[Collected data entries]
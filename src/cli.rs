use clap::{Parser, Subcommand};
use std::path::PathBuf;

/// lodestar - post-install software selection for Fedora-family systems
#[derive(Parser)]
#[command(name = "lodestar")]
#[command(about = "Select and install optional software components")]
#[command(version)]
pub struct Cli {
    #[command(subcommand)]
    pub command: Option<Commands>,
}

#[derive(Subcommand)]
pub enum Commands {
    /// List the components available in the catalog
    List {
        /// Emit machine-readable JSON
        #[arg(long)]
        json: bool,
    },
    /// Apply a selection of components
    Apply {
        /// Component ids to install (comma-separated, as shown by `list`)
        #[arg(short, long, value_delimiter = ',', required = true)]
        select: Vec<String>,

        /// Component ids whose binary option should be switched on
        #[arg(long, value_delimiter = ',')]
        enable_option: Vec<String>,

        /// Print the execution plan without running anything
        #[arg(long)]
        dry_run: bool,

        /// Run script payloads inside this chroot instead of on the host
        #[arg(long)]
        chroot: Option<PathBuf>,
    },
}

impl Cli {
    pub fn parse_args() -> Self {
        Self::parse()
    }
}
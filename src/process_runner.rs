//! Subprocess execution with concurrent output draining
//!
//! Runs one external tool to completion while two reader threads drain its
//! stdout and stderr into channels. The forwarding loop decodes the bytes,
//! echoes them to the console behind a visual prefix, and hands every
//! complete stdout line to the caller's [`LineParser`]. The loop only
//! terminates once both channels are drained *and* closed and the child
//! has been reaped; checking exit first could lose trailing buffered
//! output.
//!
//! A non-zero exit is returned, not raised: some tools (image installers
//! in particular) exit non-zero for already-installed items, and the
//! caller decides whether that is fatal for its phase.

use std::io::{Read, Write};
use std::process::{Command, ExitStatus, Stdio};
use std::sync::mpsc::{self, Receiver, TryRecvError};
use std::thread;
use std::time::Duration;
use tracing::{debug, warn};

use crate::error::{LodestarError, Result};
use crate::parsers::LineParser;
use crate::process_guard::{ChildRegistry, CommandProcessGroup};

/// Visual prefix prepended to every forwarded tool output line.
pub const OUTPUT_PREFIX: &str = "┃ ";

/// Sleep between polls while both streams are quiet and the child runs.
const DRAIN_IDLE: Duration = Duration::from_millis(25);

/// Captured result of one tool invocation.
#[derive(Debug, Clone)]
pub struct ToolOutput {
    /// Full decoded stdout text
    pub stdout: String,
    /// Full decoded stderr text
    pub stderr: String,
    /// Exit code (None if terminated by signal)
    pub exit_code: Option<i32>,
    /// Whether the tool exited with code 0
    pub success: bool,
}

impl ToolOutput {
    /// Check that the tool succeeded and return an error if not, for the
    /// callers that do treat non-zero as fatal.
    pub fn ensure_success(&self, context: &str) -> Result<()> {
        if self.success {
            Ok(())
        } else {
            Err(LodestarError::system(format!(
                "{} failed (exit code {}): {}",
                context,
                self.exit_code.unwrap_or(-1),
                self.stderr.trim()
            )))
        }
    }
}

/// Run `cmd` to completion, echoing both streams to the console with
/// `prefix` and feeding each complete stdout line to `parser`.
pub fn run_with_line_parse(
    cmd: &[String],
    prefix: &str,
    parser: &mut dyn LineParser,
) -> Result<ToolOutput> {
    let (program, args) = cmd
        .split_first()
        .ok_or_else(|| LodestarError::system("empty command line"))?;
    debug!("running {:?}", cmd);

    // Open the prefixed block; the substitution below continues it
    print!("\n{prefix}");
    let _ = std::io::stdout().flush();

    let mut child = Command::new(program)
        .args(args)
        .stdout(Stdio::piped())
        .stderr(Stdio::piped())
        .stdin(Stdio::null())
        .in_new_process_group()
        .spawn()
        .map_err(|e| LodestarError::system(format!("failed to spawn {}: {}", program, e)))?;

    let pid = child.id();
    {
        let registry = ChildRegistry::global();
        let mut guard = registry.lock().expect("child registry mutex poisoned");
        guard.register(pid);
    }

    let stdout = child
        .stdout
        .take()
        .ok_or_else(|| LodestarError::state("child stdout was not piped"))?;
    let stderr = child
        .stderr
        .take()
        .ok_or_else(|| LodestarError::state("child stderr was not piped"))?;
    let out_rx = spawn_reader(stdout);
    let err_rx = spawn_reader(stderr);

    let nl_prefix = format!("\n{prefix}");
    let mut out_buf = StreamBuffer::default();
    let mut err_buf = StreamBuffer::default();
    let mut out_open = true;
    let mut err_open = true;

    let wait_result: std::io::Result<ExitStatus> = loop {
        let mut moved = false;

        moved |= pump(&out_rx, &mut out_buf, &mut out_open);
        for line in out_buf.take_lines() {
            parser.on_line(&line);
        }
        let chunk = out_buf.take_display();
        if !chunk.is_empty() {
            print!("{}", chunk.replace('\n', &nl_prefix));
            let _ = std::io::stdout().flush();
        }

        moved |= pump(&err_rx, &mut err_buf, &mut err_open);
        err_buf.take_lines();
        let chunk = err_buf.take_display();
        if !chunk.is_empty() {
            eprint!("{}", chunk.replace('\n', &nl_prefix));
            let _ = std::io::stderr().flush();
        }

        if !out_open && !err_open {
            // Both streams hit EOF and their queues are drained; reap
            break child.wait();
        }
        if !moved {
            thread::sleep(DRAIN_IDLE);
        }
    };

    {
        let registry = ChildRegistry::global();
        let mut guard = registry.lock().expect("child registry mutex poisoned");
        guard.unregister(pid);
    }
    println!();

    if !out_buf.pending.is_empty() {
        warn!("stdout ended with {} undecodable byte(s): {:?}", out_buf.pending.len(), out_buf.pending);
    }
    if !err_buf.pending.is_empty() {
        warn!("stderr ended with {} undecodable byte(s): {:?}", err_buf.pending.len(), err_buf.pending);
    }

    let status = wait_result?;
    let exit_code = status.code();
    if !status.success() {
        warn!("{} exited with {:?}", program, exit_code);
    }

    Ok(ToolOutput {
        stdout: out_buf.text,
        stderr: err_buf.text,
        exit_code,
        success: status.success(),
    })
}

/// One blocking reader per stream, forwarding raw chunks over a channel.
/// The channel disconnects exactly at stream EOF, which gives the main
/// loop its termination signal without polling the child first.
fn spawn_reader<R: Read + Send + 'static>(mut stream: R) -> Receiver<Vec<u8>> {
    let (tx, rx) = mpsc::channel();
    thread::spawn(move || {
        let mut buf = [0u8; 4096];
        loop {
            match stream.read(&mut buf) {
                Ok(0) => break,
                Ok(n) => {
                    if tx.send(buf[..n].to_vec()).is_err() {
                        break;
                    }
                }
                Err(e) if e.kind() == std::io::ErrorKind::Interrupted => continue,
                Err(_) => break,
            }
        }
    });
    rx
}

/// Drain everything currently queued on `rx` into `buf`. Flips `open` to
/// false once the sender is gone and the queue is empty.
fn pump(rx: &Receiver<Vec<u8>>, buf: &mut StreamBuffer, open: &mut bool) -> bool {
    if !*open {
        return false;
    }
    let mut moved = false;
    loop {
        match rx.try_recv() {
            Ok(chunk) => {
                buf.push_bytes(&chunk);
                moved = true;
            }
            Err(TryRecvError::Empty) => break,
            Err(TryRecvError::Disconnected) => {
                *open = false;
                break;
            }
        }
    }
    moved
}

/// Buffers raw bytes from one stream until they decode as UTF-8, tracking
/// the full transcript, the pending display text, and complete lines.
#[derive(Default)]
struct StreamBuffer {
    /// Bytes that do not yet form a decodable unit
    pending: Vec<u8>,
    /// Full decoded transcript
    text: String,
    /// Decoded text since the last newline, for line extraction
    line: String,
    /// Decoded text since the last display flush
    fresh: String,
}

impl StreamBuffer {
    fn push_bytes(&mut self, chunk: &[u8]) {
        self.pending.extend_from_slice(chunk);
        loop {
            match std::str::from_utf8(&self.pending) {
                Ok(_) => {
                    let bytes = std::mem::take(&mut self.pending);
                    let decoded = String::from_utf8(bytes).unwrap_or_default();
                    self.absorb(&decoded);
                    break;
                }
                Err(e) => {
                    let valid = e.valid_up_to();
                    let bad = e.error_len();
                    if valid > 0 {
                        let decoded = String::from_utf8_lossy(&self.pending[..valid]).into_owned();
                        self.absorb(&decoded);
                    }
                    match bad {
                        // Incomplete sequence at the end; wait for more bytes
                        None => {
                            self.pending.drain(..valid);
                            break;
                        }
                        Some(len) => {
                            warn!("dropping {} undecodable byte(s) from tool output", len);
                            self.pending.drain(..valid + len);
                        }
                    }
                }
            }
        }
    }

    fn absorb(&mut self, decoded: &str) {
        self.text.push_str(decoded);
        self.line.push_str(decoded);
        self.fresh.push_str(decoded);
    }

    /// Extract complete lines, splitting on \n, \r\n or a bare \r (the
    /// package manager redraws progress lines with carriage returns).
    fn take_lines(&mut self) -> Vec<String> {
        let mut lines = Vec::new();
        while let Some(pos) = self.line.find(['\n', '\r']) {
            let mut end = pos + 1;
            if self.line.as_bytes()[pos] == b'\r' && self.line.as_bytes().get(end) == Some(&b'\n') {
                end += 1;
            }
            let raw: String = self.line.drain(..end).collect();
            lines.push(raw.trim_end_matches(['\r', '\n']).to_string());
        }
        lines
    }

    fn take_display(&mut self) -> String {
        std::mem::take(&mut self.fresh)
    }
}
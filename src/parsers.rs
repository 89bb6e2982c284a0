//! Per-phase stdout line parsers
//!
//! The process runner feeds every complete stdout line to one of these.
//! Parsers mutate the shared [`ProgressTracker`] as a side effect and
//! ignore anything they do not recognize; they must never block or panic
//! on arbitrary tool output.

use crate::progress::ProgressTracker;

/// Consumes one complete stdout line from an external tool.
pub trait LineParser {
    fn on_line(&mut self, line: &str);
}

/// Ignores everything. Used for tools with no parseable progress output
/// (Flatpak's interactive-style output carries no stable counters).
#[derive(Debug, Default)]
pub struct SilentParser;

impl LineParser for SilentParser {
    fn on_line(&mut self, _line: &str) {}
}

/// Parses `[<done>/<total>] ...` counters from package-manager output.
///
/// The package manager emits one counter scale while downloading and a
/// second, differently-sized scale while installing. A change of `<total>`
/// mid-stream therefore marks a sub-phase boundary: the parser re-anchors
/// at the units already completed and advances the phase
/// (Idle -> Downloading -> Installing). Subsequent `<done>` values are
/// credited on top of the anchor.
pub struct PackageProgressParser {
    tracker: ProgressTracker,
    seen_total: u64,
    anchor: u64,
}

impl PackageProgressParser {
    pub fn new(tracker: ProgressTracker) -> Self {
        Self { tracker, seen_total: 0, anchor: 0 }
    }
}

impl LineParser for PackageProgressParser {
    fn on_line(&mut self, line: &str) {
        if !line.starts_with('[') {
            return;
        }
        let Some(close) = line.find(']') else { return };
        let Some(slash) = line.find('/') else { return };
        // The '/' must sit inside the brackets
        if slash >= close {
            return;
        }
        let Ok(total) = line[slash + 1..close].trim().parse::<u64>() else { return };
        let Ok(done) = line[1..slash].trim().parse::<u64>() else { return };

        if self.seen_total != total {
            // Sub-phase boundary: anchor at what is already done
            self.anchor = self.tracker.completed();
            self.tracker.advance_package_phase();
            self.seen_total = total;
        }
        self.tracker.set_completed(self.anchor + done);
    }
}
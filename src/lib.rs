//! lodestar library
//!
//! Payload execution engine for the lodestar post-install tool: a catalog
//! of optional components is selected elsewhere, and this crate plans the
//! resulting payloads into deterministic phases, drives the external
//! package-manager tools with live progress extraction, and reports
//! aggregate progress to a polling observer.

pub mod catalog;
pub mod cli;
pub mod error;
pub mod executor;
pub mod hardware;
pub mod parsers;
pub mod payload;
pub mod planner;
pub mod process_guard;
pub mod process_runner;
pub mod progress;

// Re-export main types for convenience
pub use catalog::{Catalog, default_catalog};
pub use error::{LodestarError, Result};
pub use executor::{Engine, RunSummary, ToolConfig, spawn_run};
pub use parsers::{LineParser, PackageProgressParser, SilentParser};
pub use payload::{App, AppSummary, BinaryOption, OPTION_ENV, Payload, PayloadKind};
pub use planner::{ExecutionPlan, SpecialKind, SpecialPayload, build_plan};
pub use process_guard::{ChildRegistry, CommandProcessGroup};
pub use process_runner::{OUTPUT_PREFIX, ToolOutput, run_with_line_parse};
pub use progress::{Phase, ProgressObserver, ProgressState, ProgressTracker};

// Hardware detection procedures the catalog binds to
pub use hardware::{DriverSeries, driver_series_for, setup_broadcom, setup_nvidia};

▸ **REQUIREMENT**:
Only the lines containing the word "struct" should be returned from the data above.

▸ **OUTPUT OF THE EXERCISE**:
pub struct Cli {
pub struct ToolOutput {
struct StreamBuffer {
pub struct SilentParser;
pub struct PackageProgressParser {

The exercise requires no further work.